Ab 23. April 2023 - Mit dem Gedanken an Schillers These zum Spielelement in der Kultur gaben wir erneut Einblicke in die „Sammlung Reinking“.
In allen Kulturkreisen werden die Zwänge der Natur und die Gewalt der Triebe durch die Hingabe an das Selbstzwecklose und den Sinn für das Überflüssige im Spiel zivilisiert. Kultur ist allem voran die Verkörperung der Freiheit.
Erzählt wurde eine Geschichte der postmodernen und zeitgenössischen Kunst aus dem Geist des Spiels heraus. „Themenräume“ behandelten laborartig gesellschaftliche und kosmische Zustände und Zusammenhänge: die Suche nach Identität und Geschlecht, das Spiel mit Zeit und Raum, Körper und Natur.

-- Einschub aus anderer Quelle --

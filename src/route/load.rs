use super::types::{HandlerRef, ParamConstraint, RouteDefinition};
use anyhow::{bail, Context};
use http::Method;
use serde::Deserialize;
use std::collections::BTreeMap;
use std::path::Path;

/// On-disk route table: an ordered list of routes.
///
/// `routes` is required; an empty document does not parse.
#[derive(Debug, Deserialize)]
#[serde(deny_unknown_fields)]
struct RouteTable {
    routes: Vec<RouteEntry>,
}

#[derive(Debug, Deserialize)]
#[serde(deny_unknown_fields)]
struct RouteEntry {
    name: String,
    method: String,
    path: String,
    /// `{ function: .. }`, `{ method: { type, name } }` or `{ closure: .. }`
    #[serde(with = "serde_yaml::with::singleton_map")]
    handler: HandlerRef,
    #[serde(default)]
    parameters: BTreeMap<String, String>,
}

impl RouteEntry {
    fn into_definition(self) -> anyhow::Result<RouteDefinition> {
        let method = Method::from_bytes(self.method.to_ascii_uppercase().as_bytes())
            .with_context(|| format!("route '{}': invalid method '{}'", self.name, self.method))?;
        let parameters = self
            .parameters
            .into_iter()
            .map(|(name, regex)| {
                let constraint = ParamConstraint::new(&name, regex);
                (name, constraint)
            })
            .collect();
        Ok(RouteDefinition {
            method,
            path: self.path,
            name: self.name,
            parameters,
            handler: self.handler,
        })
    }
}

/// Parse a route table from a string. `format` is a file extension: `yaml`, `yml`, `json` or `toml`.
pub fn parse_routes(content: &str, format: &str) -> anyhow::Result<Vec<RouteDefinition>> {
    let table: RouteTable = match format {
        "yaml" | "yml" => serde_yaml::from_str(content)?,
        "json" => serde_json::from_str(content)?,
        "toml" => toml::from_str(content)?,
        other => bail!("unsupported route table format '{}'", other),
    };

    table
        .routes
        .into_iter()
        .map(RouteEntry::into_definition)
        .collect()
}

/// Load route definitions from a YAML, JSON or TOML file, in file order.
pub fn load_routes(file_path: impl AsRef<Path>) -> anyhow::Result<Vec<RouteDefinition>> {
    let path = file_path.as_ref();
    let content = std::fs::read_to_string(path)
        .with_context(|| format!("failed to read route table {}", path.display()))?;
    let format = path
        .extension()
        .and_then(|e| e.to_str())
        .map(|e| e.to_ascii_lowercase())
        .unwrap_or_default();

    let routes = parse_routes(&content, &format)
        .with_context(|| format!("failed to parse route table {}", path.display()))?;
    tracing::debug!(
        file = %path.display(),
        routes_count = routes.len(),
        "Route table loaded"
    );
    Ok(routes)
}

Die Ausstellung zeigte in einer doppelten Deutung den „homo ludens“, den spielenden Menschen: In der Definition eines forschenden Künstlertums, das sich in Versuchsanordnungen und Abwägungen mit der eigenen Realität auseinandersetzt, seine Bildsprache definiert und so zu einem persönlichen künstlerischen Vokabular findet. Sowie im kreativen Spiel des Sammlers mit den ausgewählten Objekten. Der Sammler „malt“ sich, wie es Duchamp so treffend formuliert hat, „selbst seine Sammlung“. Indem er auswählt, kombiniert und arrangiert wird er zum „Künstler im Quadrat“. (Marcel Duchamp)
Der niederländische Kulturhistoriker Johan Huizinga unterstreicht Schillers Betrachtungen über die Ästhetik in seinem Hauptwerk „Homo Ludens: Vom Ursprung der Kultur im Spiel“, 1938.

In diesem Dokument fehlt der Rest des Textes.